The two perpendicular lines L and R intersect at the point (3, 4) on the coordinate plane to form a triangle whose other two vertices rest on the x-axis. If one of the other two vertices is located at the origin, what is the x-coordinate of the other vertex?

A. 11/8 B. 33/8 C. 5 D. 20/3 E. 25/3

Look at the diagram below:

Attachment:

Untitled.png [ 6.93 KiB | Viewed 3011 times ]

For a line that crosses two points \((x_1,y_1)\) and \((x_2,y_2)\), slope \(m=\frac{y_2-y_1}{x_2-x_1}\)

Thus the slope of line L passing (0, 0) and (3, 4) is \(m=\frac{y_2-y_1}{x_2-x_1}=\frac{4-0}{3-0}=\frac{4}{3}\).

The slope of line R, which is perpendicular to L, is negative reciprocal of the slope of L, hence its \(-\frac{3}{4}\).
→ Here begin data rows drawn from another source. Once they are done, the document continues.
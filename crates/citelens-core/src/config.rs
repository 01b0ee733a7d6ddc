//! Citelens Configuration Management
//!
//! Handles configuration from environment variables and config files
//! with sensible defaults for local runs.

use serde::{Deserialize, Serialize};
use std::path::PathBuf;

/// Main application configuration
#[derive(Debug, Clone, Serialize, Deserialize, Default)]
#[serde(default)]
pub struct AppConfig {
    /// Extraction engine configuration
    pub extraction: ExtractionConfig,

    /// Batch runner configuration
    pub batch: BatchConfig,

    /// Logging configuration
    pub logging: LoggingConfig,
}

impl AppConfig {
    /// Load configuration from environment variables
    pub fn from_env() -> Result<Self, ConfigError> {
        let mut config = Self::default();

        // Extraction
        if let Ok(path) = std::env::var("CITELENS_LEXICON_PATH") {
            if !path.trim().is_empty() {
                config.extraction.lexicon_path = Some(PathBuf::from(path));
            }
        }

        // Batch
        if let Ok(value) = std::env::var("CITELENS_BATCH_CONCURRENCY") {
            config.batch.concurrency = parse_concurrency("CITELENS_BATCH_CONCURRENCY", &value)?;
        }

        // Logging
        if let Ok(level) = std::env::var("LOG_LEVEL") {
            config.logging.level = level;
        }
        if let Ok(format) = std::env::var("LOG_FORMAT") {
            config.logging.json_format = format.eq_ignore_ascii_case("json");
        }

        Ok(config)
    }

    /// Load from a TOML file
    pub fn from_file(path: impl Into<PathBuf>) -> Result<Self, ConfigError> {
        let path = path.into();
        let content = std::fs::read_to_string(&path).map_err(|e| ConfigError::FileReadError {
            path: path.clone(),
            source: e,
        })?;

        let config: Self = toml::from_str(&content).map_err(|e| ConfigError::ParseError {
            path,
            message: e.to_string(),
        })?;
        config.validate()?;
        Ok(config)
    }

    /// Merge with environment variables (env takes precedence)
    pub fn with_env_override(mut self) -> Result<Self, ConfigError> {
        let env_config = Self::from_env()?;

        if env_config.extraction.lexicon_path.is_some() {
            self.extraction.lexicon_path = env_config.extraction.lexicon_path;
        }
        if env_config.batch.concurrency != BatchConfig::default().concurrency {
            self.batch.concurrency = env_config.batch.concurrency;
        }
        if env_config.logging.level != LoggingConfig::default().level {
            self.logging.level = env_config.logging.level;
        }
        if env_config.logging.json_format {
            self.logging.json_format = true;
        }

        Ok(self)
    }

    /// Check invariants that serde cannot express
    pub fn validate(&self) -> Result<(), ConfigError> {
        if self.batch.concurrency == 0 {
            return Err(ConfigError::InvalidValue {
                key: "batch.concurrency".to_string(),
                value: "0".to_string(),
            });
        }
        Ok(())
    }
}

fn parse_concurrency(key: &str, value: &str) -> Result<usize, ConfigError> {
    match value.trim().parse::<usize>() {
        Ok(n) if n > 0 => Ok(n),
        _ => Err(ConfigError::InvalidValue {
            key: key.to_string(),
            value: value.to_string(),
        }),
    }
}

/// Extraction engine configuration
#[derive(Debug, Clone, Serialize, Deserialize, Default)]
#[serde(default)]
pub struct ExtractionConfig {
    /// Custom lexicon TOML file; the builtin lexicon is used when unset
    pub lexicon_path: Option<PathBuf>,
}

/// Batch runner configuration
#[derive(Debug, Clone, Serialize, Deserialize)]
#[serde(default)]
pub struct BatchConfig {
    /// Maximum number of responses analyzed concurrently
    pub concurrency: usize,
}

impl Default for BatchConfig {
    fn default() -> Self {
        Self { concurrency: 4 }
    }
}

/// Logging configuration
#[derive(Debug, Clone, Serialize, Deserialize)]
#[serde(default)]
pub struct LoggingConfig {
    /// Log level (trace, debug, info, warn, error)
    pub level: String,

    /// JSON format for logs
    pub json_format: bool,

    /// Include file/line in logs
    pub include_location: bool,
}

impl Default for LoggingConfig {
    fn default() -> Self {
        Self {
            level: "info".to_string(),
            json_format: false,
            include_location: false,
        }
    }
}

/// Configuration errors
#[derive(Debug, thiserror::Error)]
pub enum ConfigError {
    #[error("Failed to read config file {path}: {source}")]
    FileReadError {
        path: PathBuf,
        #[source]
        source: std::io::Error,
    },

    #[error("Failed to parse config file {path}: {message}")]
    ParseError { path: PathBuf, message: String },

    #[error("Invalid value for {key}: {value}")]
    InvalidValue { key: String, value: String },
}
Now, we need to find equation of R.

The equation of a straight line that passes through a point \(P_1(x_1, y_1)\) with a slope m is: \(y-y_1=m(x-x_1)\). Therefore, the equation of R is \(y-4=-\frac{3}{4}(x-3)\) --> \(y=-\frac{3}{4}x+\frac{25}{4}\). The x-intercept of this line is 25/3.

Re: The two perpendicular lines L and R intersect at the point [#permalink]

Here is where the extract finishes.